Torture Nostalgia

As the Christmas bombing illustrates yet again, we live in a dangerous world. Al Qaeda has had a resurgence in Yemen, where radicalism flourishes and a weak state lacks the ability, if not the will, to prevent it. Young Somalis disappear from the streets in Minnesota and are reported to be training in Somalia, an ungoverned Hobbesian stew of fundamentalism, piracy and poverty. The challenges become ever more complex and the tools to combat these problems need to be equally sophisticated.

Rather than focusing on the evolving nature of the problem or systemic ideas for addressing it, the Wall Street Journal yearns for the Cheneyesque simplicity of the coercive interrogation, the thinly veiled euphemism for what is now broadly conceded to have been a program of torture. The Journal notes that 23-year-old Nigerian Umar Farouk Abdulmutallab "is precisely the kind of illegal enemy combatant who should be interrogated first" and laments that "he can only be interrogated like any other defendant in a criminal case," that is, under the rule of law and the U.S. Constitution. The editorial notes archly, "The jihadists don't seem to like Americans any better because we're closing down Guantanamo."

It is hard to know how to start to unpack such a fatuous approach to the problem of coercive interrogation and terrorism. First, as even President Bush maintained (while his administration did the opposite), torture is always wrong and the United States Government should not torture, waterboard, or interrogate beyond what is permitted by law. Second, coercive interrogation is widely considered in any event to have accomplished very little and in any event, far less than standard operating procedure of the F.B.I., which relies on trust building rather than abuse. Third, Guantanamo is being closed not because we want jihadists to "like Americans," but because the attempt to create a legal black hole there was unsuccessful, unnecessary and counterproductive. Jihadists will never like us, although there is no doubt that the legacy of eight years of Guantanamo and Abu Ghraib and black sites creates a far more sympathetic environment in which jihadists can move about civilian populations with less likelihood of detection.

There is far more that can usefully be accomplished to stop attacks on American soil than waterboarding a 23-year-old Nigerian rich kid who was taught in Yemen to strap explosives to his groin. The failure here, as well as with the Fort Hood massacre, was not a failure of interrogation, but, yet again, a monumental failure of bureaucracy. Major Nisan Hadal was on the radar screen of law enforcement six months before his attack, praising suicide bombers. His medical presentations at Walter Reed were bizarre, proseltyzing rants rather than case evaluations. The bureaucracy at Walter Reed kicked the problem down the road, arranging the transfer to Fort Hood. Similarly, bureaucratic processes prevented effective action against the Northwest bomber. Abdulmutallab's name was placed on a long list; he bought a one way ticket for cash; he checked no bags; notations were made that would prevent him from renewing his visa. But surely there should have been sufficient information sorting and searching so that his current visa could be canceled; his status on the watch list. as a one-way, cash paying Nigerian national whose passport presumably showed a Yemeni visa would have at least triggered extra screening. We spend billions employing TSA staff to supervise grandmothers taking their shoes off, but we are not trying intelligently to integrate, process and act on information that identifies the people we truly need to worry about.
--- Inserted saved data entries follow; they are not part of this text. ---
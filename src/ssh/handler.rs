// Copyright 2025 Lablup Inc. and Jeongkyu Shin
//
// Licensed under the Apache License, Version 2.0 (the "License");
// you may not use this file except in compliance with the License.
// You may obtain a copy of the License at
//
//     http://www.apache.org/licenses/LICENSE-2.0
//
// Unless required by applicable law or agreed to in writing, software
// distributed under the License is distributed on an "AS IS" BASIS,
// WITHOUT WARRANTIES OR CONDITIONS OF ANY KIND, either express or implied.
// See the License for the specific language governing permissions and
// limitations under the License.

use russh::client::Handler;
use russh::keys::PublicKey;

/// Client handler that accepts every server host key.
///
/// Unknown hosts are trusted on first and every contact. The fingerprint is
/// logged at debug level so operators can audit what was accepted.
pub struct AcceptAllHandler {
    domain: String,
}

impl AcceptAllHandler {
    pub fn new(domain: impl Into<String>) -> Self {
        Self {
            domain: domain.into(),
        }
    }
}

impl Handler for AcceptAllHandler {
    type Error = russh::Error;

    async fn check_server_key(
        &mut self,
        server_public_key: &PublicKey,
    ) -> Result<bool, Self::Error> {
        tracing::debug!(
            "Accepting host key for {}: {}",
            self.domain,
            server_public_key.fingerprint(Default::default())
        );
        Ok(true)
    }
}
Microwave detectors, available at Schipol airport in Amsterdam, would likely have detected explosives. The detectors are not used on passengers flying to the United States, allegedly because of privacy concerns. Surely, it would be cheaper and less intrusive to make people on watch lists go through an explosives screening device rather than using low tech, high volume systems that simply react to the last threat rather than anticipate the next one.

There can be little doubt that these attacks will bring the waterboarders back out of the closet and the self-satisfied "I told you sos" of Bush era apologists are already starting to echo. There is no doubt that the outrage and fear of an attack like the Northwest Airlines attempted bombing stir urge to retaliate violently against someone with so little regard for human life. Torture is ineffective and anathema, but these dark impulses are ubiquitous and powerful. The Obama administration has to move forward to intelligent 21st century technological solutions not backwards to the rack and screw.